In study bibles you’ll frequently encounter a note that the geography of the Sea of Galilee and the surrounding hills is such that in an instant the weather can change from sunny and calm to stormy and rough.
It’s true. One afternoon, I took a boat ride across the Sea (which is really more of a big lake) just as Jesus himself took many times during his ministry. As we began, it wassunny and calm but about the time we were half-way across, the sun suddenly disappeared, dark clouds rolled in, a cool breeze arose and began to blow across the water, and it started to rain. In that moment, in the breeze and gentle rain I felt Jesus as surely as if he’d been in the boat as he was with his disciples, asleep on a cushion (Mark 4:35-41).
It was a very simplemoment and I found myself thinking how our expectations of God can be grandiose and overblown, a God present in Big Things in Big Ways in Big Places, the working out of salvation more akin to a Super Bowl half time show played out amidst glitz and glitter than the birth of a child found laying in a trough which moments before had been the cow’s supper dish.
We forget the lesson of Elijah, fleeing for his life and expecting that when God caught up with him, would speak to him in a Super Bowl kind of way and, sure enough, Big Things in Big Ways did happen: a wind so strong it splits mountains all around him, an earthquake, a fire.
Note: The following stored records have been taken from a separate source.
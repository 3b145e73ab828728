//! Storage Module
//!
//! Persistent storage layer: immutable sorted runs grouped into levels.
//!
//! ## Responsibilities
//! - Persist MemTable contents as sorted runs (three files each)
//! - Logarithmic point lookups through the offset index
//! - Merge runs across levels for compaction and ordered scans
//! - Keep each level within its byte budget
//!
//! ## Layout
//! ```text
//! {data_dir}/levels/
//!   ├── level_0/   newest data, smallest capacity
//!   │     sst_l0_data_000001.bin
//!   │     sst_l0_index_000001.bin
//!   │     sst_l0_offset_000001.bin
//!   ├── level_1/   capacity = base * ratio^2
//!   └── ...
//! ```

pub mod compaction;
mod level;
mod manager;
pub mod merge;
pub mod sstable;

pub use compaction::{CompactionPlan, CompactionStats};
pub use level::LevelController;
pub use manager::LevelManager;
pub use merge::{KeySource, MemSource, MergeIterator, ScanSource, SourceRank};
pub use sstable::{
    DeadKeys, Direction, KeyFilter, Keynator, RunFiles, RunReader, RunScanner, RunWriter,
    SortedRun,
};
Yet God was in none of them. It was in the utter nothingness which followed that Elijah finds God, from the silence God speaks.
We forget, too, the lesson of David and Goliath. A boy, armed with a slingshot, fights a giant armed to the teeth, yet God uses a human being as unexceptional as you could find to take down an enemy of God’s people, reminding us that it is precisely through such unexceptional human beings that God often works.
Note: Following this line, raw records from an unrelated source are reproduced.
//! Record Codec
//!
//! The unit of storage: a key, a value, a deletion flag and a CRC-32 over
//! `key ‖ value`.
//!
//! ## Full encoding (WAL)
//! ```text
//! ┌──────────────┬─────────┬─────────┬─────┬───────────┬───────┬──────────┐
//! │ EntryLen (8) │ Del (1) │ KLen(2) │ Key │ VLen (4)  │ Value │ CRC (4)  │
//! └──────────────┴─────────┴─────────┴─────┴───────────┴───────┴──────────┘
//! ```
//!
//! ## Trailer encoding (sorted-run data file, key lives in the index)
//! ```text
//! ┌─────────┬───────────┬───────┬──────────┐
//! │ Del (1) │ VLen (4)  │ Value │ CRC (4)  │
//! └─────────┴───────────┴───────┴──────────┘
//! ```
//!
//! All integers are little-endian.

use std::cmp::Ordering;

use bytes::{Buf, BufMut, Bytes, BytesMut};

use crate::error::{LsmError, RecordField, Result};

/// Maximum key length (fits the u16 length prefix)
pub const MAX_KEY_LEN: usize = u16::MAX as usize;

/// Maximum value length (fits the u32 length prefix)
pub const MAX_VALUE_LEN: usize = u32::MAX as usize;

/// Size of the entry length prefix
pub const ENTRY_LEN_SIZE: usize = 8;

/// Deleted flag (1) + value length (4) + checksum (4)
pub const TRAILER_FIXED_SIZE: usize = 1 + 4 + 4;

/// Entry length (8) + deleted (1) + key length (2) + value length (4) + checksum (4)
pub const RECORD_FIXED_SIZE: usize = ENTRY_LEN_SIZE + 1 + 2 + 4 + 4;

const TOMBSTONE_ON: u8 = 1;
const TOMBSTONE_OFF: u8 = 0;

/// A key-value record with its deletion marker and checksum
///
/// Ordering and equality look at the key only: two records with the same key
/// occupy the same slot, and the newer one supersedes the older.
#[derive(Debug, Clone)]
pub struct Record {
    key: Bytes,
    value: Bytes,
    deleted: bool,
    checksum: u32,
}

impl Record {
    /// Create a live record, rejecting keys/values that cannot be encoded
    pub fn new(key: impl Into<Bytes>, value: impl Into<Bytes>) -> Result<Self> {
        let key = key.into();
        let value = value.into();
        check_key(&key)?;
        check_value(&value)?;

        let checksum = compute_checksum(&key, &value);
        Ok(Self {
            key,
            value,
            deleted: false,
            checksum,
        })
    }

    /// Create a tombstone for `key` with an empty value
    pub fn tombstone(key: impl Into<Bytes>) -> Result<Self> {
        let mut record = Self::new(key, Bytes::new())?;
        record.deleted = true;
        Ok(record)
    }

    pub fn key(&self) -> &Bytes {
        &self.key
    }

    pub fn value(&self) -> &Bytes {
        &self.value
    }

    pub fn checksum(&self) -> u32 {
        self.checksum
    }

    pub fn is_deleted(&self) -> bool {
        self.deleted
    }

    /// Set or clear the tombstone flag (the checksum covers key and value only)
    pub fn set_deleted(&mut self, deleted: bool) {
        self.deleted = deleted;
    }

    /// Replace the value and recompute the checksum
    pub fn update_value(&mut self, value: impl Into<Bytes>) -> Result<()> {
        let value = value.into();
        check_value(&value)?;
        self.checksum = compute_checksum(&self.key, &value);
        self.value = value;
        Ok(())
    }

    /// Recompute CRC-32 over key and value and compare with the stored one
    pub fn check_checksum(&self) -> bool {
        compute_checksum(&self.key, &self.value) == self.checksum
    }

    /// Like [`check_checksum`](Self::check_checksum), but as an error
    pub fn verify(&self) -> Result<()> {
        let computed = compute_checksum(&self.key, &self.value);
        if computed != self.checksum {
            return Err(LsmError::ChecksumMismatch {
                stored: self.checksum,
                computed,
            });
        }
        Ok(())
    }

    /// Length of the full encoding in bytes
    pub fn encoded_len(&self) -> usize {
        RECORD_FIXED_SIZE + self.key.len() + self.value.len()
    }

    /// Length of the trailer encoding in bytes
    pub fn trailer_len(&self) -> usize {
        TRAILER_FIXED_SIZE + self.value.len()
    }

    // =========================================================================
    // Full encoding
    // =========================================================================

    /// Serialize the whole record, key included
    pub fn encode(&self) -> Bytes {
        let mut buf = BytesMut::with_capacity(self.encoded_len());
        buf.put_u64_le(self.encoded_len() as u64);
        buf.put_u8(self.flag());
        buf.put_u16_le(self.key.len() as u16);
        buf.put_slice(&self.key);
        buf.put_u32_le(self.value.len() as u32);
        buf.put_slice(&self.value);
        buf.put_u32_le(self.checksum);
        buf.freeze()
    }

    /// Deserialize one record from the front of `buf`
    ///
    /// Each field that cannot be read in full fails with its own
    /// [`LsmError::Truncated`]. The checksum is read, not verified; call
    /// [`verify`](Self::verify) for that.
    pub fn decode(buf: &mut impl Buf) -> Result<Self> {
        let entry_len = read_u64(buf, RecordField::EntryLength)?;
        let flag = read_u8(buf, RecordField::Deleted)?;
        let key_len = read_u16(buf, RecordField::KeyLength)? as usize;
        let key = read_bytes(buf, key_len, RecordField::Key)?;
        let value_len = read_u32(buf, RecordField::ValueLength)? as usize;
        let value = read_bytes(buf, value_len, RecordField::Value)?;
        let checksum = read_u32(buf, RecordField::Checksum)?;

        let actual_len = (RECORD_FIXED_SIZE + key_len + value_len) as u64;
        if entry_len != actual_len {
            return Err(LsmError::Corruption(format!(
                "entry_length {} does not match decoded length {}",
                entry_len, actual_len
            )));
        }

        if key.is_empty() {
            return Err(LsmError::Corruption("decoded record has an empty key".into()));
        }

        Ok(Self {
            key,
            value,
            deleted: decode_flag(flag)?,
            checksum,
        })
    }

    // =========================================================================
    // Trailer encoding
    // =========================================================================

    /// Serialize everything but the key: `deleted | value_len | value | checksum`
    pub fn encode_trailer(&self) -> Bytes {
        let mut buf = BytesMut::with_capacity(self.trailer_len());
        buf.put_u8(self.flag());
        buf.put_u32_le(self.value.len() as u32);
        buf.put_slice(&self.value);
        buf.put_u32_le(self.checksum);
        buf.freeze()
    }

    /// Rebuild a record from a known key and its trailer
    ///
    /// The trailer length is checked before the fixed fields are read and
    /// again once the value length is known, so a short trailer fails with
    /// [`LsmError::TrailerTooShort`] rather than reading out of bounds.
    pub fn from_parts(key: impl Into<Bytes>, trailer: &[u8]) -> Result<Self> {
        let key = key.into();
        if key.is_empty() {
            return Err(LsmError::EmptyKey);
        }

        if trailer.len() < TRAILER_FIXED_SIZE {
            return Err(LsmError::TrailerTooShort {
                needed: TRAILER_FIXED_SIZE,
                available: trailer.len(),
            });
        }

        let mut buf = trailer;
        let flag = buf.get_u8();
        let value_len = buf.get_u32_le() as usize;

        let needed = TRAILER_FIXED_SIZE + value_len;
        if trailer.len() < needed {
            return Err(LsmError::TrailerTooShort {
                needed,
                available: trailer.len(),
            });
        }

        let value = Bytes::copy_from_slice(&buf[..value_len]);
        buf.advance(value_len);
        let checksum = buf.get_u32_le();

        Ok(Self {
            key,
            value,
            deleted: decode_flag(flag)?,
            checksum,
        })
    }

    fn flag(&self) -> u8 {
        if self.deleted {
            TOMBSTONE_ON
        } else {
            TOMBSTONE_OFF
        }
    }
}

impl PartialEq for Record {
    fn eq(&self, other: &Self) -> bool {
        self.key == other.key
    }
}

impl Eq for Record {}

impl PartialOrd for Record {
    fn partial_cmp(&self, other: &Self) -> Option<Ordering> {
        Some(self.cmp(other))
    }
}

impl Ord for Record {
    fn cmp(&self, other: &Self) -> Ordering {
        self.key.cmp(&other.key)
    }
}

// =============================================================================
// Helpers
// =============================================================================

/// CRC-32 over the raw key bytes followed by the raw value bytes
pub fn compute_checksum(key: &[u8], value: &[u8]) -> u32 {
    let mut hasher = crc32fast::Hasher::new();
    hasher.update(key);
    hasher.update(value);
    hasher.finalize()
}

pub(crate) fn check_key(key: &[u8]) -> Result<()> {
    if key.is_empty() {
        return Err(LsmError::EmptyKey);
    }
    if key.len() > MAX_KEY_LEN {
        return Err(LsmError::KeyTooLarge {
            len: key.len(),
            max: MAX_KEY_LEN,
        });
    }
    Ok(())
}

fn check_value(value: &[u8]) -> Result<()> {
    if value.len() > MAX_VALUE_LEN {
        return Err(LsmError::ValueTooLarge {
            len: value.len(),
            max: MAX_VALUE_LEN,
        });
    }
    Ok(())
}

fn decode_flag(flag: u8) -> Result<bool> {
    match flag {
        TOMBSTONE_OFF => Ok(false),
        TOMBSTONE_ON => Ok(true),
        other => Err(LsmError::Corruption(format!(
            "invalid deleted flag {:#04x}",
            other
        ))),
    }
}

fn read_u8(buf: &mut impl Buf, field: RecordField) -> Result<u8> {
    if buf.remaining() < 1 {
        return Err(LsmError::Truncated { field });
    }
    Ok(buf.get_u8())
}

fn read_u16(buf: &mut impl Buf, field: RecordField) -> Result<u16> {
    if buf.remaining() < 2 {
        return Err(LsmError::Truncated { field });
    }
    Ok(buf.get_u16_le())
}

fn read_u32(buf: &mut impl Buf, field: RecordField) -> Result<u32> {
    if buf.remaining() < 4 {
        return Err(LsmError::Truncated { field });
    }
    Ok(buf.get_u32_le())
}

fn read_u64(buf: &mut impl Buf, field: RecordField) -> Result<u64> {
    if buf.remaining() < 8 {
        return Err(LsmError::Truncated { field });
    }
    Ok(buf.get_u64_le())
}

fn read_bytes(buf: &mut impl Buf, len: usize, field: RecordField) -> Result<Bytes> {
    if buf.remaining() < len {
        return Err(LsmError::Truncated { field });
    }
    Ok(buf.copy_to_bytes(len))
}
All of which, perhaps, is precisely the point. We tend to expect God in the exceptional when, so often, it is in the unexceptional that God is found. Not in skyscrapers and shopping malls and holy places threatening to be overwhelmed by development but in cool breezes across the middle of a lake.
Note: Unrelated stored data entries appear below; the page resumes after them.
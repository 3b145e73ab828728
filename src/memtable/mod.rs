//! MemTable Module
//!
//! In-memory data structure for recent writes.
//!
//! ## Responsibilities
//! - Fast reads and writes in memory
//! - Single-writer/multi-reader access pattern
//! - Track size for flush triggers
//! - Ordered iteration (both directions) for flush and pagination
//!
//! ## Data Structure Choice
//! An AVL tree of [`Record`](crate::record::Record)s wrapped in an RwLock.
//! Deletions are tombstone records, never unlinked nodes, so a delete keeps
//! shadowing older versions on disk until the next flush.

mod avl;
mod table;

pub use avl::{AvlTree, Iter, RevIter};
pub use table::MemTable;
It is certainly true that the story Mark tells of Jesus calming the storm is dramatic. A sudden storm with waves so violent they’re swamping the boat, the disciples terrified they’re all about to be drowned, and Jesus, calmly napping on a pillow, who wakes up and with one word saves them.
Yet, as the story begins, Mark inserts a very curious phrase…four words about Jesus: just as he was. This seems like a very odd thing for Mark to say. Maybe the four words are shorthand for a conversation between Jesus and, say, Peter. “We’re going to cross the lake now,” Peter says to Jesus. “Are you gonna go dressed like that? Do you want to change clothes, maybe?” To which Jesus says, as he fluffs the cushion, “No, I’m fine. Wake me when we get to the other side.” So they set out with Jesus just as he was. Or maybe it’s a reference to the fact that earlier in the chapter, when Jesus begins to teach, Mark tells us the crowd was so large Jesus climbed in a boat anchored on the shore and taught from there so when they set out later to cross the lake, Jesus, already in the boat, didn’t have to move. He could go just as he was.
Or do those four curious words—just as he was—mean something altogether more important.
Jesus, save for his triumphal entry into Jerusalem the last week of his life, never arrived anywhere with fanfare, didn’t sleep in five star hotels nor eat in five star restaurants, never packed ballrooms where multi-millionaires paid $1000 a plate to hear him speak, never traveled the dusty roads of Palestine in a bus with a king-sized bed, push-out kitchen, and satellite television. Jesus sat bobbing in an old boat stinking of fish, teaching in parables. People may have come for the half time show of demons cast out and the dead raised back to life but what they got was stories about seeds and birds and trees that left them glancing at one another, wondering what in the world is this guy on about? Jesus, it turned out, appeared about as unexceptional as they come, which is why people often took offense at him. “Isn’t this the carpenter’s son?” they asked. “Where does he get off talking this way to us?”
There’s a lesson in this, I think. We live in a culture where big, flashy, and expensive is good, and bigger, flashier, more expensive is better…where worship is performance, smoke, light shows, and music loud enough to make the bones in your chest vibrate…where people believe that God would like them to be multi-millionaires living in mansions and driving Lamborghinis. God might desire those things for God’s people, yet it’s far more likely, I think, that what creation most needs is to be reminded of the lesson of Elijah and of David and of stinking boats and stories about seeds and birds and trees. Reminded that an exceptional God is most often found in unexceptional places—including the brokenness inside us all.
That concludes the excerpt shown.